Patients expressed that they lacked access to tools such as educational resources or technologies needed to independently self-manage their care needs. CTM indicated that having time to discuss a patient’s self-management goals and barriers would enable a foundation to build self-management education in an integrated patient-centered care model. When describing the available tools and services for patients with CCN, several patients felt that their current providers lacked treatment options to meet their needs. In many cases, interacting and competing symptoms were too overwhelming to coordinate a lasting solution:

My family doctor...during my last visit, stood in front of me and said, “well, I don’t know what I can do for you anymore, I’ve run out of alternatives,” which made me feel that I needed something more, some whole evaluation of what was actually going on with me.
[PT 06]

Although CTM value the notion of patient-centered care, they acknowledge that the current model of care remains too provider-centric vs patient-centric to support patients in the engagement of self-management:

The point of care around collaborative and self-care planning... we really want to move away from being the clinical expert and being provider centric. We want to really be saying, our engagement with you as a patient or as a family member is about partnership and I think that’s critical when it comes to self-management.
[CTM 07]

Theme 2: Insights Into Structuring an Integrated Model of Care

As part of the needs assessment, participants were asked specifically about how they could envision a care model that would meet their needs. In particular, researchers were interested in understanding how patients with CCN could be identified and referred into this type of care model, which type of providers should be a part of an integrated team, and how long should patients be followed up in this unique care model.

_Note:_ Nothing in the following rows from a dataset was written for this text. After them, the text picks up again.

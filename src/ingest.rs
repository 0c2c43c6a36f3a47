//! Admin ingestion pipeline.
//!
//! Combines uploaded documents and pasted text into one knowledge blob:
//! documents first in upload order, then the trimmed pasted text after a
//! blank line. The result is truncated to the store's limit and written
//! only if it is not blank. A document that fails extraction is reported
//! and skipped; it never aborts the batch.

use crate::extract::{extract_text, resolve_content_type};
use crate::knowledge::{truncate_chars, KnowledgeStore};

/// One uploaded file.
#[derive(Debug, Clone)]
pub struct Upload {
    pub file_name: String,
    /// Declared MIME type; may be empty, in which case the extension decides.
    pub content_type: String,
    pub bytes: Vec<u8>,
}

impl Upload {
    pub fn new(
        file_name: impl Into<String>,
        content_type: impl Into<String>,
        bytes: Vec<u8>,
    ) -> Self {
        Self {
            file_name: file_name.into(),
            content_type: content_type.into(),
            bytes,
        }
    }
}

#[derive(Debug, Clone, PartialEq, Eq, serde::Serialize)]
pub struct IngestFailure {
    pub file_name: String,
    pub reason: String,
}

#[derive(Debug, Clone, PartialEq, Eq, serde::Serialize)]
pub struct IngestReport {
    pub chars_saved: usize,
    pub truncated: bool,
    pub documents_used: usize,
    pub failures: Vec<IngestFailure>,
}

#[derive(Debug, thiserror::Error)]
pub enum IngestError {
    #[error("no content to save")]
    NoContent { failures: Vec<IngestFailure> },
    /// Writing the knowledge file failed.
    #[error(transparent)]
    Store(#[from] anyhow::Error),
}

/// Text produced by [`combine`] before it is persisted.
#[derive(Debug, Clone, PartialEq, Eq)]
pub struct Combined {
    pub text: String,
    pub truncated: bool,
    pub documents_used: usize,
    pub failures: Vec<IngestFailure>,
}

pub fn combine(uploads: &[Upload], pasted: Option<&str>, max_chars: usize) -> Combined {
    let mut text = String::new();
    let mut documents_used = 0;
    let mut failures = Vec::new();

    for upload in uploads {
        let content_type = resolve_content_type(&upload.content_type, &upload.file_name);
        match extract_text(&upload.bytes, &content_type) {
            Ok(extracted) => {
                if !extracted.is_empty() {
                    documents_used += 1;
                }
                text.push_str(&extracted);
            }
            Err(e) => {
                tracing::warn!(file = %upload.file_name, error = %e, "skipping upload");
                failures.push(IngestFailure {
                    file_name: upload.file_name.clone(),
                    reason: e.to_string(),
                });
            }
        }
    }

    if let Some(pasted) = pasted.map(str::trim).filter(|p| !p.is_empty()) {
        text.push_str("\n\n");
        text.push_str(pasted);
    }

    let kept = truncate_chars(&text, max_chars);
    let truncated = kept.len() < text.len();
    let text = kept.to_string();

    Combined {
        text,
        truncated,
        documents_used,
        failures,
    }
}

/// Runs the pipeline and replaces the knowledge blob.
pub fn save_knowledge(
    store: &KnowledgeStore,
    uploads: &[Upload],
    pasted: Option<&str>,
) -> Result<IngestReport, IngestError> {
    let combined = combine(uploads, pasted, store.max_chars());

    if combined.text.trim().is_empty() {
        return Err(IngestError::NoContent {
            failures: combined.failures,
        });
    }

    let chars_saved = store.save(&combined.text)?;
    tracing::info!(
        chars = chars_saved,
        truncated = combined.truncated,
        documents = combined.documents_used,
        failed = combined.failures.len(),
        path = %store.path().display(),
        "knowledge saved"
    );

    Ok(IngestReport {
        chars_saved,
        truncated: combined.truncated,
        documents_used: combined.documents_used,
        failures: combined.failures,
    })
}

#[cfg(test)]
mod tests {
    use super::*;
    use crate::extract::{sample_pdf, MIME_PDF, MIME_TEXT};
    use tempfile::TempDir;

    fn text_upload(name: &str, body: &str) -> Upload {
        Upload::new(name, MIME_TEXT, body.as_bytes().to_vec())
    }

    #[test]
    fn documents_then_pasted_text() {
        let uploads = vec![text_upload("a.txt", "alpha "), text_upload("b.txt", "beta")];
        let c = combine(&uploads, Some("  pasted  "), 4500);
        assert_eq!(c.text, "alpha beta\n\npasted");
        assert_eq!(c.documents_used, 2);
        assert!(!c.truncated);
        assert!(c.failures.is_empty());
    }

    #[test]
    fn blank_pasted_text_adds_no_separator() {
        let c = combine(&[text_upload("a.txt", "alpha")], Some(" \n\t "), 4500);
        assert_eq!(c.text, "alpha");
    }

    #[test]
    fn pasted_text_alone_keeps_leading_separator() {
        let c = combine(&[], Some("only this"), 4500);
        assert_eq!(c.text, "\n\nonly this");
    }

    #[test]
    fn combined_text_is_capped() {
        let uploads = vec![text_upload("big.txt", &"a".repeat(40))];
        let c = combine(&uploads, Some(&"b".repeat(40)), 50);
        assert_eq!(c.text.chars().count(), 50);
        assert!(c.truncated);
        assert!(c.text.starts_with(&"a".repeat(40)));
    }

    #[test]
    fn failing_file_is_reported_and_skipped() {
        let uploads = vec![
            Upload::new("broken.pdf", MIME_PDF, b"not a pdf".to_vec()),
            text_upload("good.txt", "Bilal is a software engineer."),
            Upload::new("photo.png", "image/png", vec![0x89, 0x50]),
        ];
        let c = combine(&uploads, None, 4500);
        assert_eq!(c.text, "Bilal is a software engineer.");
        assert_eq!(c.documents_used, 1);
        let names: Vec<&str> = c.failures.iter().map(|f| f.file_name.as_str()).collect();
        assert_eq!(names, vec!["broken.pdf", "photo.png"]);
    }

    #[test]
    fn pdf_text_precedes_pasted_text() {
        let pdf = sample_pdf("Bilal is a software engineer.", "WinAnsiEncoding");
        let uploads = vec![Upload::new("cv.pdf", "", pdf)];
        let c = combine(&uploads, Some("He lives in Lahore."), 4500);

        assert!(c.failures.is_empty(), "{:?}", c.failures);
        assert_eq!(c.documents_used, 1);
        assert!(c.text.ends_with("\n\nHe lives in Lahore."));
        let doc = &c.text[..c.text.len() - "\n\nHe lives in Lahore.".len()];
        let doc_words = doc.split_whitespace().collect::<Vec<_>>().join(" ");
        assert!(doc_words.contains("Bilal is a software engineer."), "{:?}", c.text);
    }

    #[test]
    fn panicking_pdf_does_not_lose_the_batch() {
        let tmp = TempDir::new().unwrap();
        let store = KnowledgeStore::new(tmp.path().join("knowledge.txt"), 4500);
        let uploads = vec![
            Upload::new("weird.pdf", MIME_PDF, sample_pdf("Hello", "BogusEncoding")),
            text_upload("good.txt", "Bilal is a software engineer."),
        ];

        let report = save_knowledge(&store, &uploads, None).unwrap();
        assert_eq!(report.documents_used, 1);
        assert_eq!(report.failures.len(), 1);
        assert_eq!(report.failures[0].file_name, "weird.pdf");
        assert_eq!(store.load().unwrap(), "Bilal is a software engineer.");
    }

    #[test]
    fn whitespace_only_input_never_writes() {
        let tmp = TempDir::new().unwrap();
        let store = KnowledgeStore::new(tmp.path().join("knowledge.txt"), 4500);
        let uploads = vec![text_upload("blank.txt", "   \n  ")];

        let err = save_knowledge(&store, &uploads, Some("\t")).unwrap_err();
        assert!(matches!(err, IngestError::NoContent { .. }));
        assert!(!store.path().exists());
    }

    #[test]
    fn no_content_carries_failures() {
        let tmp = TempDir::new().unwrap();
        let store = KnowledgeStore::new(tmp.path().join("knowledge.txt"), 4500);
        let uploads = vec![Upload::new("broken.pdf", MIME_PDF, b"garbage".to_vec())];

        match save_knowledge(&store, &uploads, None) {
            Err(IngestError::NoContent { failures }) => assert_eq!(failures.len(), 1),
            other => panic!("expected NoContent, got {:?}", other),
        }
    }

    #[test]
    fn write_failure_is_a_store_error() {
        let tmp = TempDir::new().unwrap();
        let blocker = tmp.path().join("not-a-dir");
        std::fs::write(&blocker, "file").unwrap();
        let store = KnowledgeStore::new(blocker.join("knowledge.txt"), 4500);

        let err = save_knowledge(&store, &[text_upload("a.txt", "facts")], None).unwrap_err();
        assert!(matches!(err, IngestError::Store(_)), "{:?}", err);
    }

    #[test]
    fn save_replaces_previous_knowledge() {
        let tmp = TempDir::new().unwrap();
        let store = KnowledgeStore::new(tmp.path().join("knowledge.txt"), 4500);
        save_knowledge(&store, &[text_upload("a.txt", "old facts")], None).unwrap();
        let report = save_knowledge(&store, &[text_upload("b.txt", "new facts")], None).unwrap();

        assert_eq!(report.chars_saved, 9);
        assert_eq!(store.load().unwrap(), "new facts");
    }

    #[test]
    fn persisted_length_never_exceeds_limit() {
        let tmp = TempDir::new().unwrap();
        let store = KnowledgeStore::new(tmp.path().join("knowledge.txt"), 64);
        let long_doc = "z".repeat(100);
        let long_paste = "p".repeat(80);
        for doc in ["", "short", "ünïcödé ", long_doc.as_str()] {
            for pasted in [None, Some(""), Some("pasted"), Some(long_paste.as_str())] {
                let uploads = vec![text_upload("d.txt", doc), text_upload("e.txt", doc)];
                if save_knowledge(&store, &uploads, pasted).is_ok() {
                    assert!(store.load().unwrap().chars().count() <= 64);
                }
            }
        }
    }
}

Need for a Structured Referral and Triage Process

Team members felt strongly that a structured identification, referral, and triage process should be based on the patient’s complex care needs, the number of diagnosed conditions, and recent emergency department visits/hospitalizations. Team members described the types of patients who would benefit from this new integrated model of care, such as high-risk patients streamlined for early discharge and patients who had at least two previous visits to the emergency department in the past 6 months:

Looking at patients who are readmitted within 28 days to hospital, recurring admissions, recurring ED visits. We’re going to try to focus on those people who obviously need the help and figure out a way to get referrals from those, tracking those people.
[CTM 01]

Working with primary care, local emergency departments, and urgent care facilities within the care network was also important in identifying high-risk patients in need of immediate stabilization but not necessarily hospitalization. Several participants acknowledged that there was no pathway for patients with CCN to obtain frequent monitoring and stabilization except going back to the family physician:

I think we’re going to see the patients for whom the primary care provider just feels, I can’t make all the connections. I need to send them somewhere for stabilization then I want them to come back with a care plan that makes sense for me.
[CTM 02]
Creating a Circle of Care

Both patients and CTM spoke of the potential advantages of creating a circle of care around the patient in this new care model. Specifically, a relatively tight-knit circle of collaborating multidisciplinary providers (ideally in one physical location) was described as an optimal model:

A lot of the patients can be managed by the RN. So, the NP will stabilize them, establish an initial plan of care and then the RNs could be almost seen to be as care navigators, so bringing in the dietician, social worker, kinesiologist when it’s needed but I see that team developing an initial care plan for the patient. Having them come back maybe every two to three months, seeing if we can stabilize them but eventually they’d be discharged back to primary care.
[CTM 02]

Several CTM strongly felt that a multidisciplinary team–based approach would most support the unique needs of patients with CCN. When probed, they identified specific roles such as nursing, social work, pharmacy, and dietary services as being important roles to include in creating an integrated team-based clinic for patients with CCN. Specialists, such as cardiologists and internists, were seen as being necessary peripheral resources that they could utilize when clinically necessary, outside of the routine or immediate integrated care management in this model. These specialists were viewed as critical contributors when the complex needs of the patient are in more advanced states or out of the NP’s scope of practice. Participants viewed family physicians as outside of this internal integrated model of care, so they could organize their needs in one place, in the period between hospitalization and repatriation to family medicine:

Even if you don’t think you need it, I think when you get that complex there’s usually social work type issues depending on the social status of the patient...[Specialists] to me are sort of the outer circle of care.
[CTM 02]

Patient and provider participants unanimously felt confident in the role of an NP as the central clinical and coordinating provider. Team members noted that the role of the NP could be as a gatekeeper coordinating complex care between family medicine and specialty care services. This circle of care was described as not to replace the patients’ current providers but rather to bring together and better coordinate services around the patients’ complex needs through more frequent monitoring:

We are trying to avoid multiple people and multiple visits...I see the gatekeeper as being the NP [at the] point of entry to understand all the specialty needs of the patient... and then the team all having a chance to review that patient’s care.
[CTM 12]
It’s good, the attention [from the NP]—normally I feel like I have to, like, just view and try to get in the most important stuff down, you know, just... health stuff, but it’s that whole thing of being on-edge for not having time to talk about something [my needs].
[PT 16]

As the implementation was underway, we were interested if there were other providers that could contribute expertise to this novel care model. In several cases, a respiratory therapist was identified as a role that could greatly contribute to the patient’s care, particularly for patients with COPD and asthma. Family members were also identified as critical members in this new model of care for both participant groups.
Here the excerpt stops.